(Exercise details):
The reply must return each line of the data exactly.
---------- Data ----------
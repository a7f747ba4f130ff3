//! Session form rendering.

use fatigue_core::api::{ActivityType, Position};
use fatigue_core::session::SCALE_RANGE;
use ratatui::Frame;
use ratatui::layout::Rect;
use ratatui::style::{Color, Modifier, Style};
use ratatui::text::{Line, Span};
use ratatui::widgets::{Block, Borders, Paragraph, Wrap};

use super::state::{FormField, FormState};
use crate::common::text::tail_to_width;

const LABEL_WIDTH: usize = 14;

/// Renders the session form panel.
///
/// `focused` highlights the active row; `busy` replaces the submit button
/// with a progress label.
pub fn render_form(form: &FormState, focused: bool, busy: bool, frame: &mut Frame, area: Rect) {
    let value_width = (area.width as usize).saturating_sub(LABEL_WIDTH + 6);
    let mut lines: Vec<Line<'static>> = Vec::new();

    let text = |raw: &str, hint: &str| -> Span<'static> {
        if raw.is_empty() {
            Span::styled(hint.to_string(), Style::default().fg(Color::DarkGray))
        } else {
            Span::raw(tail_to_width(raw, value_width).to_string())
        }
    };

    for field in form.visible_fields() {
        let active = focused && form.focus == *field;
        let line = match field {
            FormField::PlayerName => row(active, "Player", text(&form.player_name, "name")),
            FormField::Position => row(active, "Position", select(position_label(form.position), active)),
            FormField::Activity => row(active, "Activity", select(activity_label(form.activity), active)),
            FormField::SleepHours => row(
                active,
                "Sleep",
                Span::raw(format!("{} hours", display_or_dash(&form.sleep_hours))),
            ),
            FormField::StressLevel => row(active, "Stress", slider(form.stress_level)),
            FormField::DistanceKm => row(active, "Distance km", text(&form.distance_km, "0.0")),
            FormField::SprintCount => row(active, "Sprints", text(&form.sprint_count, "0")),
            FormField::AdvancedToggle => {
                let label = if form.show_advanced {
                    "➖ Hide Advanced Fields"
                } else {
                    "➕ Advanced Fields (Optional)"
                };
                button(active, label)
            }
            FormField::Soreness => row(active, "Soreness", slider(form.soreness)),
            FormField::Rpe => row(active, "RPE", slider(form.rpe)),
            FormField::InjuryIllness => row(
                active,
                "Injury/illness",
                Span::raw(if form.injury_illness { "[x]" } else { "[ ]" }),
            ),
            FormField::Submit => {
                lines.push(Line::default());
                if busy {
                    Line::from(Span::styled(
                        "  ⏳ Analyzing...",
                        Style::default().fg(Color::DarkGray),
                    ))
                } else {
                    button(active, "🔍 Analyze Fatigue")
                }
            }
        };
        lines.push(line);
    }

    if let Some(error) = &form.error {
        lines.push(Line::default());
        lines.push(Line::from(Span::styled(
            format!("  {error}"),
            Style::default().fg(Color::Red),
        )));
    }

    let border = if focused { Color::Cyan } else { Color::DarkGray };
    let block = Block::default()
        .borders(Borders::ALL)
        .border_style(Style::default().fg(border))
        .title(" Session ");
    frame.render_widget(
        Paragraph::new(lines).block(block).wrap(Wrap { trim: false }),
        area,
    );
}

fn row(active: bool, label: &str, value: Span<'static>) -> Line<'static> {
    let marker = if active { "› " } else { "  " };
    let label_style = if active {
        Style::default().fg(Color::Cyan).add_modifier(Modifier::BOLD)
    } else {
        Style::default().fg(Color::Gray)
    };
    Line::from(vec![
        Span::styled(marker.to_string(), Style::default().fg(Color::Cyan)),
        Span::styled(format!("{label:<width$}", width = LABEL_WIDTH), label_style),
        value,
    ])
}

fn button(active: bool, label: &str) -> Line<'static> {
    let style = if active {
        Style::default()
            .fg(Color::Black)
            .bg(Color::Cyan)
            .add_modifier(Modifier::BOLD)
    } else {
        Style::default().fg(Color::Cyan)
    };
    Line::from(vec![Span::raw("  "), Span::styled(format!(" {label} "), style)])
}

fn select(label: &str, active: bool) -> Span<'static> {
    if active {
        Span::raw(format!("‹ {label} ›"))
    } else {
        Span::raw(label.to_string())
    }
}

fn slider(value: u8) -> Span<'static> {
    let max = *SCALE_RANGE.end() as usize;
    let filled = usize::from(value).min(max);
    Span::raw(format!(
        "{}{} {value}",
        "■".repeat(filled),
        "·".repeat(max - filled)
    ))
}

fn display_or_dash(raw: &str) -> &str {
    if raw.trim().is_empty() { "-" } else { raw }
}

fn position_label(position: Position) -> &'static str {
    match position {
        Position::Goalkeeper => "Goalkeeper",
        Position::Defender => "Defender",
        Position::Midfielder => "Midfielder",
        Position::Forward => "Forward",
    }
}

fn activity_label(activity: ActivityType) -> &'static str {
    match activity {
        ActivityType::Practice => "Practice",
        ActivityType::Game => "Game",
    }
}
----------
(Written answer):
repository a7f747ba4f130ff3
//! Session form rendering.

use fatigue_core::api::{ActivityType, Position};
use fatigue_core::session::SCALE_RANGE;
use ratatui::Frame;
use ratatui::layout::Rect;
use ratatui::style::{Color, Modifier, Style};
use ratatui::text::{Line, Span};
use ratatui::widgets::{Block, Borders, Paragraph, Wrap};

use super::state::{FormField, FormState};
use crate::common::text::tail_to_width;

const LABEL_WIDTH: usize = 14;

/// Renders the session form panel.
///
/// `focused` highlights the active row; `busy` replaces the submit button
/// with a progress label.
pub fn render_form(form: &FormState, focused: bool, busy: bool, frame: &mut Frame, area: Rect) {
    let value_width = (area.width as usize).saturating_sub(LABEL_WIDTH + 6);
    let mut lines: Vec<Line<'static>> = Vec::new();

    let text = |raw: &str, hint: &str| -> Span<'static> {
        if raw.is_empty() {
            Span::styled(hint.to_string(), Style::default().fg(Color::DarkGray))
        } else {
            Span::raw(tail_to_width(raw, value_width).to_string())
        }
    };

    for field in form.visible_fields() {
        let active = focused && form.focus == *field;
        let line = match field {
            FormField::PlayerName => row(active, "Player", text(&form.player_name, "name")),
            FormField::Position => row(active, "Position", select(position_label(form.position), active)),
            FormField::Activity => row(active, "Activity", select(activity_label(form.activity), active)),
            FormField::SleepHours => row(
                active,
                "Sleep",
                Span::raw(format!("{} hours", display_or_dash(&form.sleep_hours))),
            ),
            FormField::StressLevel => row(active, "Stress", slider(form.stress_level)),
            FormField::DistanceKm => row(active, "Distance km", text(&form.distance_km, "0.0")),
            FormField::SprintCount => row(active, "Sprints", text(&form.sprint_count, "0")),
            FormField::AdvancedToggle => {
                let label = if form.show_advanced {
                    "➖ Hide Advanced Fields"
                } else {
                    "➕ Advanced Fields (Optional)"
                };
                button(active, label)
            }
            FormField::Soreness => row(active, "Soreness", slider(form.soreness)),
            FormField::Rpe => row(active, "RPE", slider(form.rpe)),
            FormField::InjuryIllness => row(
                active,
                "Injury/illness",
                Span::raw(if form.injury_illness { "[x]" } else { "[ ]" }),
            ),
            FormField::Submit => {
                lines.push(Line::default());
                if busy {
                    Line::from(Span::styled(
                        "  ⏳ Analyzing...",
                        Style::default().fg(Color::DarkGray),
                    ))
                } else {
                    button(active, "🔍 Analyze Fatigue")
                }
            }
        };
        lines.push(line);
    }

    if let Some(error) = &form.error {
        lines.push(Line::default());
        lines.push(Line::from(Span::styled(
            format!("  {error}"),
            Style::default().fg(Color::Red),
        )));
    }

    let border = if focused { Color::Cyan } else { Color::DarkGray };
    let block = Block::default()
        .borders(Borders::ALL)
        .border_style(Style::default().fg(border))
        .title(" Session ");
    frame.render_widget(
        Paragraph::new(lines).block(block).wrap(Wrap { trim: false }),
        area,
    );
}

fn row(active: bool, label: &str, value: Span<'static>) -> Line<'static> {
    let marker = if active { "› " } else { "  " };
    let label_style = if active {
        Style::default().fg(Color::Cyan).add_modifier(Modifier::BOLD)
    } else {
        Style::default().fg(Color::Gray)
    };
    Line::from(vec![
        Span::styled(marker.to_string(), Style::default().fg(Color::Cyan)),
        Span::styled(format!("{label:<width$}", width = LABEL_WIDTH), label_style),
        value,
    ])
}

fn button(active: bool, label: &str) -> Line<'static> {
    let style = if active {
        Style::default()
            .fg(Color::Black)
            .bg(Color::Cyan)
            .add_modifier(Modifier::BOLD)
    } else {
        Style::default().fg(Color::Cyan)
    };
    Line::from(vec![Span::raw("  "), Span::styled(format!(" {label} "), style)])
}

fn select(label: &str, active: bool) -> Span<'static> {
    if active {
        Span::raw(format!("‹ {label} ›"))
    } else {
        Span::raw(label.to_string())
    }
}

fn slider(value: u8) -> Span<'static> {
    let max = *SCALE_RANGE.end() as usize;
    let filled = usize::from(value).min(max);
    Span::raw(format!(
        "{}{} {value}",
        "■".repeat(filled),
        "·".repeat(max - filled)
    ))
}

fn display_or_dash(raw: &str) -> &str {
    if raw.trim().is_empty() { "-" } else { raw }
}

fn position_label(position: Position) -> &'static str {
    match position {
        Position::Goalkeeper => "Goalkeeper",
        Position::Defender => "Defender",
        Position::Midfielder => "Midfielder",
        Position::Forward => "Forward",
    }
}

fn activity_label(activity: ActivityType) -> &'static str {
    match activity {
        ActivityType::Practice => "Practice",
        ActivityType::Game => "Game",
    }
}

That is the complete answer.